Salto al trineo; sin embargo, mis pies se arrastran por la nieve. El viejecito me persigue, agitando los codos. Ya está cerca de mí, pero oigo el tintineo de los cascabeles y sé que, en cuanto los alcance, estoy salvado. El sonido de los cascabeles se torna más intenso por momentos. El viejo me ha pillado, cayendo de bruces encima de mi cara, de manera que apenas si distingo el tintineo de los cascabeles. Lo mismo que antes, me pongo a besarle la mano. De pronto, me doy cuenta de que se ha transformado en el hombre ahogado… que grita: “¡Detente! ¡Ignashka, detente! Me parece que están ahí los haces de Ajmetkin. Ven a ver.» Esto es demasiado horrible… Es mejor despertar…

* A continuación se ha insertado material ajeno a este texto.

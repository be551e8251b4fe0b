//! Runs triggered with a future start time wait in DELAYED until their
//! `EnqueueDelayedRun` job fires.

use super::enqueue_system::EnqueueSystem;
use super::execution_snapshot_system::{ExecutionSnapshotSystem, SnapshotInput};
use super::resources::{stage_run_update, SystemResources};
use super::ttl_system::TtlSystem;
use crate::error::{EngineError, EngineResult};
use crate::events::EngineEvent;
use crate::logging::log_run_operation;
use crate::models::{
    ExecutionResult, ExecutionSnapshot, RunUpdate, TaskRun, TaskRunExecutionStatus, TaskRunStatus,
};
use crate::store::StoreTransaction;
use crate::worker::EngineJob;
use chrono::{DateTime, Utc};
use std::sync::Arc;
use tracing::{debug, instrument};
use uuid::Uuid;

#[derive(Debug)]
pub struct DelayedRunSystem {
    resources: Arc<SystemResources>,
    snapshots: Arc<ExecutionSnapshotSystem>,
    enqueue: Arc<EnqueueSystem>,
    ttl: Arc<TtlSystem>,
}

impl DelayedRunSystem {
    pub fn new(
        resources: Arc<SystemResources>,
        snapshots: Arc<ExecutionSnapshotSystem>,
        enqueue: Arc<EnqueueSystem>,
        ttl: Arc<TtlSystem>,
    ) -> Self {
        Self {
            resources,
            snapshots,
            enqueue,
            ttl,
        }
    }

    /// Stage the DELAYED snapshot and the job that will enqueue the run.
    pub fn stage_delay(
        &self,
        tx: &mut StoreTransaction,
        run: &mut TaskRun,
        delay_until: DateTime<Utc>,
        description: &str,
    ) -> ExecutionSnapshot {
        let snapshot = self.snapshots.create_execution_snapshot(
            tx,
            run,
            SnapshotInput::new(TaskRunExecutionStatus::Delayed, description),
        );
        tx.schedule_job(EngineJob::EnqueueDelayedRun { run_id: run.id }, delay_until);
        snapshot
    }

    /// Move a DELAYED run into its queue. A run that is no longer delayed
    /// is left untouched.
    #[instrument(skip(self))]
    pub async fn enqueue_delayed_run(&self, run_id: Uuid) -> EngineResult<()> {
        self.resources
            .lock_run("enqueueDelayedRun", run_id, move || async move {
                let mut run = self.resources.get_run(run_id).await?;
                let latest = self.snapshots.get_latest_execution_snapshot(run_id).await?;
                if run.status != TaskRunStatus::Delayed
                    || latest.execution_status != TaskRunExecutionStatus::Delayed
                {
                    debug!(run_id = %run_id, status = %run.status, "Run is no longer delayed");
                    return Ok(());
                }

                let now = Utc::now();
                let mut tx = StoreTransaction::new();
                stage_run_update(
                    &mut tx,
                    &mut run,
                    RunUpdate {
                        status: Some(TaskRunStatus::Pending),
                        queue_timestamp: Some(now),
                        ..Default::default()
                    },
                    now,
                );
                let snapshot =
                    self.enqueue
                        .stage_enqueue(&mut tx, &mut run, "Run was enqueued after its delay");
                self.ttl.stage_ttl(&mut tx, &run);
                self.resources.commit(tx).await?;
                self.enqueue.enqueue_run(&run).await?;

                log_run_operation("enqueueDelayedRun", run_id, Some(snapshot.id), "QUEUED", None);
                Ok(())
            })
            .await
    }

    /// Push a DELAYED run's start time to `delay_until`.
    #[instrument(skip(self))]
    pub async fn reschedule_delayed_run(
        &self,
        run_id: Uuid,
        delay_until: DateTime<Utc>,
    ) -> EngineResult<ExecutionResult> {
        self.resources
            .lock_run("rescheduleDelayedRun", run_id, move || async move {
                let mut run = self.resources.get_run(run_id).await?;
                if run.status != TaskRunStatus::Delayed {
                    return Err(EngineError::invalid_state(
                        run_id,
                        run.status,
                        "rescheduleDelayedRun",
                    ));
                }

                let now = Utc::now();
                let mut tx = StoreTransaction::new();
                stage_run_update(
                    &mut tx,
                    &mut run,
                    RunUpdate {
                        delay_until: Some(delay_until),
                        ..Default::default()
                    },
                    now,
                );
                let snapshot =
                    self.stage_delay(&mut tx, &mut run, delay_until, "Delayed run was rescheduled");
                tx.emit(EngineEvent::RunDelayRescheduled {
                    run_id,
                    delay_until,
                });
                self.resources.commit(tx).await?;
                Ok(ExecutionResult { run, snapshot })
            })
            .await
    }
}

Abro los ojos. El viento me ha echado sobre la cara los bajos del capote de Aliosha y tengo las rodillas destapadas. Nos deslizamos por una capa de hielo. Vibra en el aire el tintineo de los cascabeles que suenan a la tercera, con la quinta trémula.
Quiero ver los haces, pero en lugar de éstos, aparecen ante mí una casa con balcón y el muro almenado de una fortaleza. Sin embargo, no siento interés en examinarlos. Lo principal es ver de nuevo el pasillo blanco, oír el tañido de la campana de la iglesia y besar la mano del viejecito. Vuelvo a cerrar los cojos y me adormilo.